Two Mamas Farm: Making Life a Bit Sweeter for All

It is easy to tell when someone genuinely loves and believes in what they do for a living. You may see a twinkle in their eye; hear their voice uplift. The capacity to follow a dream can be rife with challenges, but when a person has found this happiness, you can feel its radiance glowing like the sun at your back. This is why it is so intriguing to speak with farmers about their daily lives. Farming takes hard work and grit to flourish. The hours are long, the labor is physically demanding, and the degree of effort required may not always correlate to income. There are good years and bad years, requiring them to be innovators who can plan ahead for a potentially tough season (or even several of them). They must also be able to divest resources to account for unexpected situations before they arise, such as broken equipment or an illness afflicting the crops. Farmers have a unique ability to avoid being overcome by the weight of such obstacles while likewise managing them with tact and creativity. For the farmer, this is simply what is required in exchange for the joy and fulfillment of their craft.

We all need to eat, but not all of us are meant to cultivate the land—and with the state of our corporate food system today, local farmers in particular deserve tremendous respect and appreciation. They are givers who keep entire communities nourished and whole while doing so from a place of sincerity and love for their calling. Here in Western Massachusetts, we are so fortunate to have a wide network of food producers led by dedicated professionals who were born to be farmers—and Two Mamas Farm is a great example!


We were thrilled to be able to visit Two Mamas Farm recently and learn so much more about their story. We caught them right at the height of the maple tapping season, where the trees are giving the most and the sap flow is keeping all the farming equipment busy. We were impressed by co-owner Sarah Fournier-Scanlon’s respect for the trees, adoration for nature, love for her family, and commitment to building a more just food system—and we know you will be, too.

Click play to watch the video tour, or read the full interview transcript below!



Q: What first got you interested in maple sugaring?

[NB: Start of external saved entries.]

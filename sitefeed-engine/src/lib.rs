// Library interface for the Sitefeed activity-feed engine. The engine is
// front-end agnostic: it exposes plain state plus async methods for a UI
// layer to bind, and never blocks the caller's event loop.
pub mod api;
pub mod feed;
pub mod logging;
pub mod mention;
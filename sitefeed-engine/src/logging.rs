use log::LevelFilter;
use simplelog::{ConfigBuilder, WriteLogger};
use std::fs::File;
use std::path::PathBuf;

/// Logging configuration for the feed engine
#[derive(Debug, Clone)]
pub struct LogConfig {
    /// Master switch to enable/disable all logging
    pub enabled: bool,
    /// Path to the log file
    pub log_file: PathBuf,
    /// Whether to clear the log file on startup
    pub clear_on_startup: bool,
    /// Overall log level
    pub level: LevelFilter,
}

impl Default for LogConfig {
    fn default() -> Self {
        Self {
            enabled: true,
            log_file: PathBuf::from("sitefeed_debug.log"),
            clear_on_startup: true,
            level: LevelFilter::Debug,
        }
    }
}

impl LogConfig {
    /// Configuration with all logging disabled
    pub fn disabled() -> Self {
        Self {
            enabled: false,
            ..Default::default()
        }
    }

    /// Minimal configuration (warnings and errors only)
    pub fn minimal() -> Self {
        Self {
            enabled: true,
            level: LevelFilter::Warn,
            ..Default::default()
        }
    }
}

/// Initialize the logging system with the given configuration
pub fn init_logging(config: &LogConfig) -> anyhow::Result<()> {
    if !config.enabled {
        let _ = WriteLogger::init(
            LevelFilter::Off,
            simplelog::Config::default(),
            std::io::sink(),
        );
        return Ok(());
    }

    if config.clear_on_startup {
        let _ = File::create(&config.log_file)?;
    }

    let log_file = std::fs::OpenOptions::new()
        .create(true)
        .append(true)
        .open(&config.log_file)?;

    let log_config = ConfigBuilder::new()
        .set_time_format_rfc3339()
        .set_time_offset_to_local()
        .unwrap_or_else(|builder| builder)
        .build();

    WriteLogger::init(config.level, log_config, log_file)?;

    log::info!(
        "Logging initialized: file={}, level={:?}",
        config.log_file.display(),
        config.level
    );

    Ok(())
}
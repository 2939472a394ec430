use std::fmt;

use serde::{Deserialize, Deserializer, Serialize, Serializer};

/// Identity of a feed post.
///
/// Real posts carry the opaque id assigned by the backend. Demo posts are
/// seeded locally for onboarding/empty-feed states and have no remote
/// counterpart; the two id spaces are disjoint and the distinction is
/// decided once, at construction. Mutation code branches on `is_demo()`
/// before deciding whether to touch the network.
#[derive(Debug, Clone, PartialEq, Eq, Hash)]
pub enum PostId {
    Real(String),
    Demo(u32),
}

impl PostId {
    pub fn is_demo(&self) -> bool {
        matches!(self, PostId::Demo(_))
    }

    /// The id as a REST path segment. Demo posts have none.
    pub fn as_remote(&self) -> Option<&str> {
        match self {
            PostId::Real(id) => Some(id),
            PostId::Demo(_) => None,
        }
    }
}

impl fmt::Display for PostId {
    fn fmt(&self, f: &mut fmt::Formatter<'_>) -> fmt::Result {
        match self {
            PostId::Real(id) => write!(f, "{}", id),
            PostId::Demo(n) => write!(f, "demo-{}", n),
        }
    }
}

impl Serialize for PostId {
    fn serialize<S>(&self, serializer: S) -> Result<S::Ok, S::Error>
    where
        S: Serializer,
    {
        // Demo ids only show up in local serialization (logs, fixtures);
        // they are never part of a request body.
        serializer.serialize_str(&self.to_string())
    }
}

impl<'de> Deserialize<'de> for PostId {
    fn deserialize<D>(deserializer: D) -> Result<Self, D::Error>
    where
        D: Deserializer<'de>,
    {
        // Backends disagree on whether ids are strings or numbers; accept
        // both and normalize to the opaque string form.
        #[derive(Deserialize)]
        #[serde(untagged)]
        enum Wire {
            Num(i64),
            Text(String),
        }

        match Wire::deserialize(deserializer)? {
            Wire::Num(n) => Ok(PostId::Real(n.to_string())),
            Wire::Text(s) => match s.strip_prefix("demo-").and_then(|n| n.parse().ok()) {
                Some(n) => Ok(PostId::Demo(n)),
                None => Ok(PostId::Real(s)),
            },
        }
    }
}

A: I’m a big perennials nerd, so when I was younger I studied permaculture and learned that we grow great grass and trees in New England. In 2010, I went to a USDA seminar about how climate change was going to kill agriculture in New England, and it scared the bejeezus out of me with what they said about the maple trees (that they were going to migrate north to Canada, etc.). So, I started watching and saw the roadside maples suffering with the salts, but also saw our wooded trees were doing really well. I saw them withstanding the weather, and I saw our forest community thriving, so I took the maple plunge! We actually have one of the longest tap sugar bushes in Cummington (hundreds of years!), which is very exciting.

I actually used to do dairy—I did grass-based milk. I loved that, but it got to be too much so I turned my eyes over to the maple trees. Funnily enough, maple and dairy have a lot in common. There’s a lot of plumbing, vacuum pumps, sanitary fittings… it has to be wicked clean. So, maple is like dairy, but more fun and easier!


Pictured: The main line weaves in and out of the maple trees along the Waterfall Trail

Can you tell us a little about how you acquired the land and started the farm?

A: I was born in Cummington but grew up in Northampton. I spent many years traveling and doing college stuff, but I’ve always felt at home in these hills and knew I wanted to farm here. So instead of going to grad school, I bought the farm with my dad—and now, I own the farm on my own.

Pictured: Sarah monitors the incoming sap flow as it is pumped into the holding tank

Q: What are the different types of organic maple syrup you produce?

A: I made this very attractive What in the world are maple syrup grades? info sheet that anyone can read on our website ( The international grading system changed around 2014 to 2015 and is now universal across the industry. The grades are Golden Delicate, Amber Rich, Dark Robust, and Very Dark Strong Flavor—which is what everyone used to call Grade B. I wouldn’t even say Very Dark Strong Flavor is an acquired taste, but if you don’t know what you’re expecting it can knock your socks off! When it’s early in the season, the tap holes are really fresh and the sap is very cold, resulting in Golden Delicate. I really like that one for its light flavor. Amber Rich is that staple sugarhouse flavor—it's the one you'll get to try when you visit most maple sugar farms. Then, Dark Robust is actually what sells the most thanks to having that classic, really rich maple flavor.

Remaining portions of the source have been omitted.